Ciò basterá, cred’io. Morte, che darmi
or tu non puoi, che a tradimento, (il vedi)
l’avrò cosí dai cittadini miei,
e parrá lor giustissima. La fama,
che in me ti offende, e che a me tor non puoi,
io me la tolgo, e a te la dono. Io moro,
tu regni; ambo contenti: a te non toglie
fama il regnare; a me l’infamia in tomba
portar pur lascia l’unica mia speme,
che a nuova vita abbia a risorger Sparta.

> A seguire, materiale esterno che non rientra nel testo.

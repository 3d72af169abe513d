//! Short URL service.

use super::views::record_view;
use crate::audit::{self, ChangeLogger};
use crate::constants::SHORT_CODE_LEN;
use crate::db::Storage;
use crate::error::AppError;
use crate::models::{EntityKind, ShortUrl};
use std::sync::Arc;

/// Maps short codes to paste hashes and resolves them back to content.
#[derive(Clone)]
pub struct ShortUrlService {
    storage: Storage,
    logger: Arc<dyn ChangeLogger>,
}

impl ShortUrlService {
    pub fn new(storage: Storage, logger: Arc<dyn ChangeLogger>) -> Self {
        Self { storage, logger }
    }

    /// Register `code` as pointing at `target`.
    ///
    /// # Errors
    /// Returns [`AppError::Validation`] for blank inputs and
    /// [`AppError::Conflict`] when `code` is taken; the existing mapping is
    /// left untouched.
    pub fn create_short_url(&self, code: &str, target: &str) -> Result<ShortUrl, AppError> {
        let code = code.trim();
        let target = target.trim();
        if code.is_empty() {
            return Err(AppError::Validation("short code is required".to_string()));
        }
        if target.is_empty() {
            return Err(AppError::Validation("short url target is required".to_string()));
        }

        let short_url = ShortUrl::new(code, target);
        self.storage
            .short_urls
            .insert_new(&short_url)
            .map_err(|err| match err {
                AppError::Conflict(_) => {
                    AppError::Conflict(format!("short code '{}' already exists", code))
                }
                other => other,
            })?;
        audit::record(self.logger.as_ref(), EntityKind::ShortUrl, code, "created");
        Ok(short_url)
    }

    /// Create the short link for an existing paste, keyed by its hash prefix.
    ///
    /// # Errors
    /// Returns [`AppError::NotFound`] when no paste carries `hash`.
    pub fn create_for_paste(&self, hash: &str) -> Result<ShortUrl, AppError> {
        let paste = self.storage.pastes.get_by_hash(hash.trim())?;
        let code = paste.hash.get(..SHORT_CODE_LEN).ok_or_else(|| {
            AppError::Validation(format!(
                "hash must be at least {} characters",
                SHORT_CODE_LEN
            ))
        })?;
        self.create_short_url(code, &paste.hash)
    }

    pub fn get_short_url_by_id(&self, code: &str) -> Result<ShortUrl, AppError> {
        self.storage.short_urls.get(code)
    }

    pub fn delete_short_url(&self, code: &str) -> Result<(), AppError> {
        self.storage.short_urls.delete(code)?;
        audit::record(self.logger.as_ref(), EntityKind::ShortUrl, code, "deleted");
        Ok(())
    }

    pub fn list_short_urls(&self) -> Result<Vec<ShortUrl>, AppError> {
        self.storage.short_urls.list()
    }

    /// Follow `code` to its paste, count the view, and return the content.
    ///
    /// # Errors
    /// Returns [`AppError::NotFound`] when the code or its paste is missing.
    pub fn resolve_short_url(&self, code: &str) -> Result<String, AppError> {
        let short_url = self.storage.short_urls.get(code)?;
        let paste = self.storage.pastes.get_by_hash(&short_url.original)?;
        let viewed = record_view(&self.storage, &paste.id)?;
        Ok(viewed.content)
    }
}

Leon. — Vil m’estimi cosí?
Agide   Grande t’estimo;
poich’atto a compier la mia grande impresa
te credo...
Leon.   A’ tuoi disegni empj, dannosi,
io por mano?...
Agide   Me spento, appien tu scarco
d’invidia resti: e gli alti miei disegni,
con tuo vantaggio, e in un, con quel di Sparta,
puoi compier tu. Di mia grandezza ardisci
grande apparir tu stesso: invido fosti;
or, col mio sangue la viltá tua prisca
tu ammanti appieno. A non sperata altezza
l’animo estolli, e al trono tuo ti agguaglia.
Leon. Maggior di te, dei cittadini il grido
giá abbastanza mi fea; ma il perdonarti,
se a me il concede Sparta, assai darammi
piena palma di te. Ch’io a Sparta intanto
ti appresenti, m’è d’uopo. — Altro hai che dirmi?